Continua, pertanto, a rimanere più una gag che altro la proposta del Sindaco di Pieve di Cento (Emilia Romagna) che “prevede di montare un sistema di oscuramento motorizzato con teli di tessuto che consentiranno di coprir temporaneamente le immagini sacre e le tombe di famiglia, così da permettere la celebrazione di riti laici”. Cito il giornalista Marcello Veneziani che l’ha giustamente definita “una cataratta di demenza scesa a oscurare le menti” di certi sindaci e politici italiani.
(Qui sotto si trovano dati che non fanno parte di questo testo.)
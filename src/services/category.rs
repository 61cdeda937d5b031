//! Category service
//!
//! Name-based category lookup and rename propagation. Resolution is pure:
//! it never inserts anything into the wallet. A category only becomes
//! tracked through the budget service.

use crate::audit::EntityType;
use crate::error::{FinanceError, FinanceResult};
use crate::models::{Category, CategoryBudget, Wallet};
use crate::storage::Storage;

/// Service for category lookup and renaming
pub struct CategoryService<'a> {
    storage: &'a Storage,
}

impl<'a> CategoryService<'a> {
    /// Create a new category service
    pub fn new(storage: &'a Storage) -> Self {
        Self { storage }
    }

    /// Map a name to the wallet's existing category, or a fresh candidate
    ///
    /// Budget keys are searched first, then transaction categories. The
    /// existing category keeps its original casing. The wallet is not
    /// modified.
    pub fn resolve(&self, wallet: &Wallet, name: &str) -> FinanceResult<Category> {
        let candidate = Category::new(name)?;
        Ok(self
            .find_by_name(wallet, candidate.name())
            .unwrap_or(candidate))
    }

    /// Existing category with this name, budgets first, then transactions
    pub fn find_by_name(&self, wallet: &Wallet, name: &str) -> Option<Category> {
        if let Some(budget) = wallet.budget_by_name(name) {
            return Some(budget.category().clone());
        }
        wallet
            .transactions()
            .iter()
            .map(|txn| txn.category())
            .find(|category| category.matches_name(name))
            .cloned()
    }

    /// The budget-bearing category equal to `category`, if any
    ///
    /// Transaction-only categories are ignored.
    pub fn find_in_budgets(&self, wallet: &Wallet, category: &Category) -> Option<Category> {
        wallet
            .category_budget(category)
            .map(|budget| budget.category().clone())
    }

    /// All budget-bearing categories, sorted by name
    pub fn list_categories(&self, wallet: &Wallet) -> Vec<Category> {
        wallet.budgets().map(|b| b.category().clone()).collect()
    }

    /// Rename `old` to `new_name` across the transaction log and budgets
    ///
    /// Renaming to a different existing category is rejected. A rename
    /// that only changes the casing is allowed. Returns the new category.
    pub fn rename(
        &self,
        wallet: &mut Wallet,
        old: &Category,
        new_name: &str,
    ) -> FinanceResult<Category> {
        let renamed = Category::new(new_name)?;

        if let Some(existing) = self.find_by_name(wallet, renamed.name()) {
            if &existing != old {
                return Err(FinanceError::duplicate_category(existing.name()));
            }
        }

        let matching: Vec<_> = wallet
            .iter_transactions()
            .filter(|(_, txn)| txn.category() == old)
            .map(|(id, txn)| (id, txn.with_category(renamed.clone())))
            .collect();
        let moved = matching.len();

        for (id, replacement) in matching {
            wallet.replace_transaction(id, replacement)?;
        }

        if let Some(budget) = wallet.category_budget(old).cloned() {
            let replacement =
                CategoryBudget::with_spent(renamed.clone(), budget.limit(), budget.spent())?;
            wallet.replace_category_in_budget(old, replacement)?;
        }

        self.storage.save_wallet(wallet)?;

        tracing::info!(
            owner = wallet.owner_login(),
            from = old.name(),
            to = renamed.name(),
            transactions = moved,
            "renamed category"
        );
        self.storage.log_update(
            EntityType::Category,
            format!("{}/{}", wallet.owner_login(), old.normalized()),
            Some(renamed.name().to_string()),
            old,
            &renamed,
        );

        Ok(renamed)
    }
}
Il rigetto della nostra civiltà

Serpeggia in un certo pensiero questa forma di rigetto della nostra stessa civiltà, una sorta di tradimento del proprio background. E’ l’alimentazione di una forma di odio, verso tutto quello che ricorda la nostra storia, la nostra fede, la nostra cultura. Vergognarsi dei propri simboli e delle proprie radici, il rifiuto della nostra civiltà cristiana, si inserisce in un più vasto rifiuto della storia. In questa traccia si inscrive quella tendenza che attacca la famiglia, la natura umana, la sovranità nazionale e l’amore verso la patria, quasi la preoccupazione, la risoluzione di tutti i mali fosse combattere contro Dio, patria e famiglia. Questo almeno per persone quali Monica Cirinnà che definì tale insieme “vita de merda”.

Vergato e Luigi Ontani

Vergato è un comune bolognese finora noto per essere luogo della Resistenza. Questo dice la storia. Persevera anche in questo caso la tendenza a cancellare, minimizzare la storia dei luoghi. Sempre ad opera di certi sindaci italiani. All’inizio di aprile, infatti, in questo piccolo comune italiano è stata piazzata la fontana di un artista locale, Luigi Ontani. Riporto la parola artista perché così viene definito, ma manifesto il mio sgomento, unitamente a tutti coloro che hanno manifestato il loro disgusto e disapprovazione pubblica rispetto a quest’opera.

Fontana di Vergato
Fontana di Vergato

Una certa delicatezza e coscienza storica avrebbe ritenuto “normale”, “ovvio” porre a centro di piazza qualcosa che riguardasse la storia di questa cittadina. Nulla di strano, per esempio, che a Nettuno abbiano piazzato una statua del Dio mitologico del mare. Mi chiedo se i politici del medesimo partito (non cito, non mi occupo di politica) e della medesima regione, gli stessi tanto “turbati” delle croci nei cimiteri e di tutti i simboli cristiani, non siano rimasti altrettanto turbati dall’opera di quest’uomo (personalmente mi rifiuto di chiamare artista o addirittura maestro chi si manifesta in tal modo) che più che fiumi e montagne del luogo, in realtà rappresentano un bambino in spalla a lucifero mentre ha una erezione e uno sguardo inquietante. Zoccoli caprini, serpenti, occhi e ogni altro simbolo esoterico, secondo il sindaco e quest’uomo, rappresenterebbero il fiume Reno, il cupido amor (non pedofilia??), il torrente Vergatello e l’Appennino.

Schizofrenica rimozione

Si insiste su questa tendenza alla rimozione delle nostre radici (Deleted) che ci rende estranei in terra nostra, depredati dalla nostra storia, dalle nostre piazze fatte dai nostri simboli. La nostra lingua affonda in questa identità (Ricerca identitaria).

Il 5 maggio di Manzoni

“Bella Immortal! benefica Fede ai trionfi avvezza! Scrivi ancor questo, allegrati; Ché più superba altezza Al disonor del Golgota Giammai non si chinò.” (spiegazione: Bella, immortale, benefica Fede, abituata ai trionfi! Considera anche questo tuo trionfo e sii allegra perché nessuna personalità più grande – Napoleone –  si è mai chinata davanti alla croce di Cristo). Sappiamo riconoscere la maestosità dell’umano quando esso si manifesta, ma non quando è il mero scimmiottare di pensieri non propri, non sentiti, non vissuti. E l’umano, quando è sincero, sentito, profondo, si inchina alla Croce di Cristo, non la oscura!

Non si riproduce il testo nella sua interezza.